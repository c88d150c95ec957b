use crate::core::{Pipeline, TransformResult};
use crate::utils::error::Result;
use crate::utils::monitor::RunMonitor;

/// What a finished run hands back to the caller.
#[derive(Debug, Clone)]
pub struct EtlOutput {
    pub output_path: String,
    pub result: TransformResult,
}

pub struct EtlEngine<P: Pipeline> {
    pipeline: P,
    monitor: RunMonitor,
}

impl<P: Pipeline> EtlEngine<P> {
    pub fn new(pipeline: P) -> Self {
        Self::new_with_monitoring(pipeline, false)
    }

    pub fn new_with_monitoring(pipeline: P, monitor_enabled: bool) -> Self {
        Self {
            pipeline,
            monitor: RunMonitor::new(monitor_enabled),
        }
    }

    pub fn pipeline(&self) -> &P {
        &self.pipeline
    }

    pub async fn run(&self) -> Result<EtlOutput> {
        tracing::info!("🚀 Starting sales ETL process");

        let rows = self.pipeline.extract().await?;
        tracing::info!("Extracted {} data rows", rows.len());
        self.monitor.finish_phase("extract");

        let result = self.pipeline.transform(rows).await?;
        tracing::info!(
            "Transformed {} records ({} valid)",
            result.records.len(),
            result.valid_records.len()
        );
        self.monitor.finish_phase("transform");

        let output_path = self.pipeline.load(&result).await?;
        tracing::info!("Report saved to: {}", output_path);
        self.monitor.finish_phase("load");
        self.monitor.log_final_stats();

        Ok(EtlOutput {
            output_path,
            result,
        })
    }
}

**YOUR INSTRUCTIONS**
Would you repeat all the material exactly as it is shown?

**REPLY**
repository c88d150c95ec957b
use crate::core::{Pipeline, TransformResult};
use crate::utils::error::Result;
use crate::utils::monitor::RunMonitor;

/// What a finished run hands back to the caller.
#[derive(Debug, Clone)]
pub struct EtlOutput {
    pub output_path: String,
    pub result: TransformResult,
}

pub struct EtlEngine<P: Pipeline> {
    pipeline: P,
    monitor: RunMonitor,
}

impl<P: Pipeline> EtlEngine<P> {
    pub fn new(pipeline: P) -> Self {
        Self::new_with_monitoring(pipeline, false)
    }

    pub fn new_with_monitoring(pipeline: P, monitor_enabled: bool) -> Self {
        Self {
            pipeline,
            monitor: RunMonitor::new(monitor_enabled),
        }
    }

    pub fn pipeline(&self) -> &P {
        &self.pipeline
    }

    pub async fn run(&self) -> Result<EtlOutput> {
        tracing::info!("🚀 Starting sales ETL process");

        let rows = self.pipeline.extract().await?;
        tracing::info!("Extracted {} data rows", rows.len());
        self.monitor.finish_phase("extract");

        let result = self.pipeline.transform(rows).await?;
        tracing::info!(
            "Transformed {} records ({} valid)",
            result.records.len(),
            result.valid_records.len()
        );
        self.monitor.finish_phase("transform");

        let output_path = self.pipeline.load(&result).await?;
        tracing::info!("Report saved to: {}", output_path);
        self.monitor.finish_phase("load");
        self.monitor.log_final_stats();

        Ok(EtlOutput {
            output_path,
            result,
        })
    }
}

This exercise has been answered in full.